Lakers' Jeanie Buss Shares Racist Letter from Fan; 'We All Must Do Better'

Mike Chiari@mikechiariFeatured ColumnistJune 19, 2020

Jeanie Buss sits at the unveiling of Shaquille O'Neal's statue in front of Staples Center, Friday, March 24, 2017, in Los Angeles. (AP Photo/Mark J. Terrill)
Mark J. Terrill/Associated Press

Los Angeles Lakers owner Jeanie Buss shared a racist letter sent to her by a fan in an Instagram post Friday.

The letter said: "Dear w---e, After 60 years as a huge Lakers fan, I now say to hell with the overpaid n----r traitors and the NBA. Go to hell and join [redacted] Kobe Bryant." 

Buss explained she felt it was important to share the letter: "I have received letters like this over the years. The advice I always got? 'Ignore it.' I did. But not anymore. On this day, Juneteenth, I ask my white friends to join together, acknowledge the racism that exists in our country and around the world, and pledge to stop ignoring it. We all must do better."

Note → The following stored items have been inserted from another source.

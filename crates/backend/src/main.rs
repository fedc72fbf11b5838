pub mod domain;
pub mod handlers;
pub mod shared;
pub mod system;

#[tokio::main]
async fn main() -> anyhow::Result<()> {
    use axum::body::Body;
    use axum::http::{header, Method, Request};
    use axum::middleware::{self, Next};
    use axum::response::Response;
    use axum::{
        routing::{get, post},
        Router,
    };
    use std::net::SocketAddr;
    use tokio::net::TcpListener;
    use tower_http::cors::{Any, CorsLayer};
    use tracing_subscriber::{layer::SubscriberExt, util::SubscriberInitExt};

    // Log directory for the file layer
    let log_dir = std::path::Path::new("target").join("logs");
    std::fs::create_dir_all(&log_dir)?;

    let log_file_path = log_dir.join("backend.log");
    let log_file = std::fs::OpenOptions::new()
        .create(true)
        .append(true)
        .open(log_file_path)?;

    tracing_subscriber::registry()
        .with(tracing_subscriber::EnvFilter::new(
            std::env::var("RUST_LOG").unwrap_or_else(|_| {
                // Keep application logs, mute SQL chatter
                "info,sqlx=warn,sea_orm=warn".into()
            }),
        ))
        .with(tracing_subscriber::fmt::layer())
        .with(
            tracing_subscriber::fmt::layer()
                .with_writer(std::sync::Arc::new(log_file))
                .with_ansi(false),
        )
        .init();

    // Request logging middleware: method, path, status, duration
    async fn request_logger(req: Request<Body>, next: Next) -> Response {
        let start = std::time::Instant::now();
        let method = req.method().clone();
        let path = req.uri().path().to_string();

        let response = next.run(req).await;

        let status = response.status().as_u16();
        let duration = start.elapsed();
        if status < 400 {
            tracing::info!("{} {} {} {}ms", status, method, path, duration.as_millis());
        } else {
            tracing::warn!("{} {} {} {}ms", status, method, path, duration.as_millis());
        }
        response
    }

    // Load config and initialize the database
    let config = shared::config::load_config()?;
    let db_path = shared::config::get_database_path(&config)?;
    shared::data::db::initialize_database(db_path.to_str())
        .await
        .map_err(|e| anyhow::anyhow!("db init failed: {e}"))?;

    // Ensure the site settings singleton exists
    system::site_settings::service::get().await?;

    let cors = CorsLayer::new()
        .allow_origin(Any)
        .allow_methods([
            Method::GET,
            Method::POST,
            Method::PUT,
            Method::DELETE,
            Method::OPTIONS,
        ])
        .allow_headers([header::CONTENT_TYPE, header::ACCEPT]);

    let app = Router::new()
        .route("/health", get(|| async { "ok" }))
        // ========================================
        // SYSTEM ROUTES
        // ========================================
        .route(
            "/api/system/site-settings",
            get(handlers::site_settings::get).put(handlers::site_settings::update),
        )
        // ========================================
        // CONTENT ROUTES (k001-k003)
        // ========================================
        .route(
            "/api/knowledge-item",
            get(handlers::k001_knowledge_item::list_all).post(handlers::k001_knowledge_item::upsert),
        )
        .route(
            "/api/knowledge-item/:id",
            get(handlers::k001_knowledge_item::get_by_id)
                .delete(handlers::k001_knowledge_item::delete),
        )
        .route(
            "/api/event",
            get(handlers::k002_event::list_all).post(handlers::k002_event::upsert),
        )
        .route(
            "/api/event/:id",
            get(handlers::k002_event::get_by_id).delete(handlers::k002_event::delete),
        )
        .route(
            "/api/blog-post",
            get(handlers::k003_blog_post::list_all).post(handlers::k003_blog_post::upsert),
        )
        .route(
            "/api/blog-post/:id",
            get(handlers::k003_blog_post::get_by_id).delete(handlers::k003_blog_post::delete),
        )
        // ========================================
        // SITE COMPOSITION ROUTES (k004-k005)
        // ========================================
        .route(
            "/api/template",
            get(handlers::k004_template::list_all).post(handlers::k004_template::upsert),
        )
        .route(
            "/api/template/:id",
            get(handlers::k004_template::get_by_id).delete(handlers::k004_template::delete),
        )
        .route(
            "/api/template/testdata",
            post(handlers::k004_template::insert_test_data),
        )
        .route(
            "/api/page",
            get(handlers::k005_page::list_all).post(handlers::k005_page::upsert),
        )
        .route(
            "/api/page/:id",
            get(handlers::k005_page::get_by_id).delete(handlers::k005_page::delete),
        )
        .route("/api/page/by-slug/:slug", get(handlers::k005_page::get_by_slug))
        // ========================================
        // LISTINGS
        // ========================================
        .route("/api/recommendations", post(handlers::recommendations::list))
        .layer(middleware::from_fn(request_logger))
        .layer(cors);

    let addr = SocketAddr::from(([0, 0, 0, 0], config.server.port));
    tracing::info!("backend listening on {}", addr);
    let listener = TcpListener::bind(addr).await?;
    axum::serve(listener, app).await?;

    Ok(())
}
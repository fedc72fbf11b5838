use crate::layout::global_context::{AppGlobalContext, Tab as TabData};
use leptos::ev;
use leptos::prelude::*;

#[component]
pub fn Tab(tab: TabData) -> impl IntoView {
    let tabs_store = leptos::context::use_context::<AppGlobalContext>()
        .expect("AppGlobalContext context not found");

    let tab_for_active = tab.clone();
    let is_active =
        Memo::new(move |_| tabs_store.active.get().as_deref() == Some(&tab_for_active.key));

    let tab_for_click = tab.clone();
    let on_click = move |_| tabs_store.activate_tab(&tab_for_click.key);

    let tab_for_close = tab.clone();
    let on_close = move |ev: ev::MouseEvent| {
        ev.stop_propagation();
        tabs_store.close_tab(&tab_for_close.key);
    };

    view! {
        <div class="tab" class:active=is_active on:click=on_click>
            <span>{tab.title}</span>
            {if tab.dirty { " (*)" } else { "" }}
            <button class="tab-close" on:click=on_close>"×"</button>
        </div>
    }
}
use chrono::Utc;
use contracts::domain::common::{BaseAggregate, EntityMetadata};
use contracts::domain::k002_event::{Event, EventId};
use serde::{Deserialize, Serialize};
use uuid::Uuid;

use sea_orm::entity::prelude::*;
use sea_orm::{ColumnTrait, EntityTrait, QueryFilter, Set};

use crate::shared::data::db::get_connection;

#[derive(Clone, Debug, PartialEq, DeriveEntityModel, Serialize, Deserialize)]
#[sea_orm(table_name = "k002_event")]
pub struct Model {
    #[sea_orm(primary_key, auto_increment = false)]
    pub id: String,
    pub code: String,
    pub description: String,
    pub comment: Option<String>,
    pub starts_at: chrono::DateTime<chrono::Utc>,
    pub ends_at: Option<chrono::DateTime<chrono::Utc>>,
    pub location: String,
    pub registration_url: Option<String>,
    pub published: bool,
    pub is_deleted: bool,
    pub is_posted: bool,
    pub created_at: Option<chrono::DateTime<chrono::Utc>>,
    pub updated_at: Option<chrono::DateTime<chrono::Utc>>,
    pub version: i32,
}

#[derive(Copy, Clone, Debug, EnumIter, DeriveRelation)]
pub enum Relation {}

impl ActiveModelBehavior for ActiveModel {}

impl From<Model> for Event {
    fn from(m: Model) -> Self {
        let metadata = EntityMetadata {
            created_at: m.created_at.unwrap_or_else(Utc::now),
            updated_at: m.updated_at.unwrap_or_else(Utc::now),
            is_deleted: m.is_deleted,
            is_posted: m.is_posted,
            version: m.version,
        };
        let uuid = Uuid::parse_str(&m.id).unwrap_or_else(|_| Uuid::new_v4());

        Event {
            base: BaseAggregate::with_metadata(
                EventId(uuid),
                m.code,
                m.description,
                m.comment,
                metadata,
            ),
            starts_at: m.starts_at,
            ends_at: m.ends_at,
            location: m.location,
            registration_url: m.registration_url,
            published: m.published,
        }
    }
}

fn conn() -> &'static DatabaseConnection {
    get_connection()
}

fn to_active_model(aggregate: &Event) -> ActiveModel {
    ActiveModel {
        id: Set(aggregate.base.id.0.to_string()),
        code: Set(aggregate.base.code.clone()),
        description: Set(aggregate.base.description.clone()),
        comment: Set(aggregate.base.comment.clone()),
        starts_at: Set(aggregate.starts_at),
        ends_at: Set(aggregate.ends_at),
        location: Set(aggregate.location.clone()),
        registration_url: Set(aggregate.registration_url.clone()),
        published: Set(aggregate.published),
        is_deleted: Set(aggregate.base.metadata.is_deleted),
        is_posted: Set(aggregate.base.metadata.is_posted),
        created_at: Set(Some(aggregate.base.metadata.created_at)),
        updated_at: Set(Some(aggregate.base.metadata.updated_at)),
        version: Set(aggregate.base.metadata.version),
    }
}

pub async fn list_all() -> anyhow::Result<Vec<Event>> {
    let mut items: Vec<Event> = Entity::find()
        .filter(Column::IsDeleted.eq(false))
        .all(conn())
        .await?
        .into_iter()
        .map(Into::into)
        .collect();
    items.sort_by(|a, b| b.starts_at.cmp(&a.starts_at));
    Ok(items)
}

/// Published events only, soonest first (for listings)
pub async fn list_published() -> anyhow::Result<Vec<Event>> {
    let mut items: Vec<Event> = Entity::find()
        .filter(Column::IsDeleted.eq(false))
        .filter(Column::Published.eq(true))
        .all(conn())
        .await?
        .into_iter()
        .map(Into::into)
        .collect();
    items.sort_by(|a, b| a.starts_at.cmp(&b.starts_at));
    Ok(items)
}

pub async fn get_by_id(id: Uuid) -> anyhow::Result<Option<Event>> {
    let result = Entity::find_by_id(id.to_string()).one(conn()).await?;
    Ok(result.map(Into::into))
}

pub async fn insert(aggregate: &Event) -> anyhow::Result<Uuid> {
    let uuid = aggregate.base.id.0;
    to_active_model(aggregate).insert(conn()).await?;
    Ok(uuid)
}

pub async fn update(aggregate: &Event) -> anyhow::Result<()> {
    to_active_model(aggregate).update(conn()).await?;
    Ok(())
}

pub async fn soft_delete(id: Uuid) -> anyhow::Result<bool> {
    use sea_orm::sea_query::Expr;
    let result = Entity::update_many()
        .col_expr(Column::IsDeleted, Expr::value(true))
        .col_expr(Column::UpdatedAt, Expr::value(Utc::now()))
        .filter(Column::Id.eq(id.to_string()))
        .exec(conn())
        .await?;
    Ok(result.rows_affected > 0)
}
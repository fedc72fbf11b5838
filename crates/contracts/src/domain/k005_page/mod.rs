pub mod aggregate;

pub use aggregate::{Page, PageDto, PageId};
use crate::shared::api_utils::api_base;
use contracts::domain::k003_blog_post::{BlogPost, BlogPostDto};
use gloo_net::http::Request;

/// Fetch all blog posts
pub async fn fetch_blog_posts() -> Result<Vec<BlogPost>, String> {
    let response = Request::get(&format!("{}/api/blog-post", api_base()))
        .send()
        .await
        .map_err(|e| format!("Failed to send request: {}", e))?;

    if !response.ok() {
        return Err(format!("Failed to fetch posts: {}", response.status()));
    }

    response
        .json::<Vec<BlogPost>>()
        .await
        .map_err(|e| format!("Failed to parse response: {}", e))
}

/// Fetch one blog post by id
pub async fn fetch_blog_post(id: &str) -> Result<BlogPost, String> {
    let response = Request::get(&format!("{}/api/blog-post/{}", api_base(), id))
        .send()
        .await
        .map_err(|e| format!("Failed to send request: {}", e))?;

    if !response.ok() {
        return Err(format!("Failed to fetch post: {}", response.status()));
    }

    response
        .json::<BlogPost>()
        .await
        .map_err(|e| format!("Failed to parse response: {}", e))
}

/// Create or update a blog post; returns the stored id
pub async fn upsert_blog_post(dto: BlogPostDto) -> Result<String, String> {
    let response = Request::post(&format!("{}/api/blog-post", api_base()))
        .json(&dto)
        .map_err(|e| format!("Failed to serialize request: {}", e))?
        .send()
        .await
        .map_err(|e| format!("Failed to send request: {}", e))?;

    if !response.ok() {
        return Err(format!("Failed to save post: {}", response.status()));
    }

    let result: serde_json::Value = response
        .json()
        .await
        .map_err(|e| format!("Failed to parse response: {}", e))?;

    Ok(result["id"].as_str().unwrap_or("").to_string())
}

/// Soft-delete a blog post
pub async fn delete_blog_post(id: &str) -> Result<(), String> {
    let response = Request::delete(&format!("{}/api/blog-post/{}", api_base(), id))
        .send()
        .await
        .map_err(|e| format!("Failed to send request: {}", e))?;

    if !response.ok() {
        return Err(format!("Failed to delete post: {}", response.status()));
    }

    Ok(())
}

Buss has essentially been part of the Lakers organization in some way since 1979 when her late father, Jerry Buss, bought the team. Since Jerry's death in 2013, Jeanie became the Lakers' controlling owner.

Buss also wrote the following in another portion of her post:

"After much thought, I decided to share this letter I received on Monday so that everyone can see the hate is real and living out there. This is happening in our world TODAY. Its real and it exists. To Joe: Did sending this letter make you feel better? Really all you did was waste your time, and energy and your postage stamp. (But thank you for including your return home address) Why don't you look in the mirror and see your ugliness because I refuse to."

The post caught the attention of Lakers superstar LeBron James, who responded by posting "Love you Jeanie" in an Instagram story, along with a middle finger emoji directed at the fan.

The 2019-20 season remains in question after it was suspended in March because of the coronavirus pandemic. The NBA has a plan in place to resume play in Orlando, Florida, next month, and the National Basketball Players Association approved it.

It isn't yet guaranteed that play will resume, however, as ESPN's Adrian Wojnarowski reported last week that Brooklyn Nets guard Kyrie Irving spoke on a call that included nearly 100 players and gave an "impassioned plea" to sit out the rest of the season and focus on social reform.

Shams Charania of The Athletic and Stadium reported that Irving said: "I don't support going into Orlando. I'm not with the systematic racism and the bulls--t. Something smells a little fishy."

Charania noted Kyrie also said: "I'm willing to give up everything I have [for social reform]."

Protests have taken place across the United States since May 25, when 46-year-old black man George Floyd was killed while in police custody in Minneapolis. The protests have been in opposition of racial inequality, police brutality and social injustice.

Wojnarowski reported that some players indicated they would be willing to sit out the rest of the season, but others have suggested that the majority of players want to return to action.

Houston Rockets guard Austin Rivers opposed Irving's post in an Instagram post, and Lakers guard Danny Green told Mark Medina of USA Today that "most guys wanted the season to come back."

If the season does resume, games will start to be played July 30, and after each of the remaining 22 teams play eight games each, the playoffs will commence.